Single by Rita Ora
- Released: 31 May 2024
- Genre: Dance-pop
- Length: 3:19
- Label: BMG
- Songwriters: Rachel Keen; Oliver Peterhof;
- Producer: German

Rita Ora singles chronology
| "Shape of Me" (2024) | "Ask & You Shall Receive" (2024) | "Heat" (2025) |

= Ask & You Shall Receive =

"Ask & You Shall Receive" is a song by British singer Rita Ora. BMG released it on 31 May 2024. The single was written by Rachel Keen and Oliver Peterhof, and produced by the latter. "Ask & You Shall Receive" was promoted by a music video directed by Dano Cerny.

==Background and release==
Prior to releasing "Ask & You Shall Receive", Rita Ora released singles in collaboration with Gryffin and Keith Urban, respectively, in 2024. The song is her first release under BMG Rights Management and is set to be included on her upcoming studio album. BMG released it on 31 May 2024 for digital download and streaming.

==Composition and reception==
"Ask & You Shall Receive" was written by Rachel Keen (Raye) and Oliver Peterhof (German), and produced by the latter.
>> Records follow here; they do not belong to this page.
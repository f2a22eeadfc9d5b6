//! PNG map of the kept features and the bounding region.

use std::path::Path;

use plotters::prelude::*;
use plotters::series::DashedLineSeries;

use crate::error::{Error, Result};
use crate::feature::{Feature, FeatureGeometry};
use crate::region::Region;

// Extra axis range beyond the region, so features on the edge stay visible.
const AXIS_MARGIN: f64 = 0.0005;

pub fn render_map(path: &Path, features: &[&Feature], region: &Region) -> Result<()> {
    let bounds = region.bounds();
    let root = BitMapBackend::new(path, (1024, 1024)).into_drawing_area();
    root.fill(&WHITE).map_err(render_err)?;

    let mut chart = ChartBuilder::on(&root)
        .margin(10)
        .caption("GeoJSON features and bounding region", ("sans-serif", 30))
        .x_label_area_size(40)
        .y_label_area_size(60)
        .build_cartesian_2d(
            bounds.min_lon - AXIS_MARGIN..bounds.max_lon + AXIS_MARGIN,
            bounds.min_lat - AXIS_MARGIN..bounds.max_lat + AXIS_MARGIN,
        )
        .map_err(render_err)?;

    chart.configure_mesh().draw().map_err(render_err)?;

    for feature in features {
        match &feature.geometry {
            FeatureGeometry::LineString(line) => {
                chart
                    .draw_series(LineSeries::new(
                        line.points().map(|p| (p.x(), p.y())),
                        &BLUE,
                    ))
                    .map_err(render_err)?;
            }
            FeatureGeometry::Polygon(polygon) => {
                chart
                    .draw_series(LineSeries::new(
                        polygon.exterior().points().map(|p| (p.x(), p.y())),
                        &BLUE,
                    ))
                    .map_err(render_err)?;
            }
            FeatureGeometry::MultiLineString(lines) => {
                for line in &lines.0 {
                    chart
                        .draw_series(LineSeries::new(
                            line.points().map(|p| (p.x(), p.y())),
                            &GREEN,
                        ))
                        .map_err(render_err)?;
                }
            }
            FeatureGeometry::Point(point) => {
                chart
                    .draw_series(std::iter::once(Circle::new(
                        (point.x(), point.y()),
                        4,
                        RED.filled(),
                    )))
                    .map_err(render_err)?;
            }
        }
    }

    // Region ring, dashed red
    chart
        .draw_series(DashedLineSeries::new(
            region
                .polygon()
                .exterior()
                .points()
                .map(|p| (p.x(), p.y()))
                .collect::<Vec<_>>()
                .into_iter(),
            6,
            4,
            RED.stroke_width(2),
        ))
        .map_err(render_err)?;

    root.present().map_err(render_err)?;
    Ok(())
}

fn render_err<E: std::fmt::Display>(e: E) -> Error {
    Error::Render(e.to_string())
}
Raye sent Ora the song via email and Ora "loved it". George Griffiths of the Official Charts Company wrote that the lyric "I've got this feeling that's refreshing my life" is sung by Ora "over a bouncy, funk bassline" and that the single "chugs along with a house-inspired beat, buoyed by its euphoric chorus". According to Tayo Odutola of Earmilk, "Ask & You Shall Receive" is "bolstered by a prevalent bass-driven groove and rousing guitar licks that rise to a crescendo on the chorus". Time Outs Chiara Wilkinson described the single as an upbeat dance-pop song.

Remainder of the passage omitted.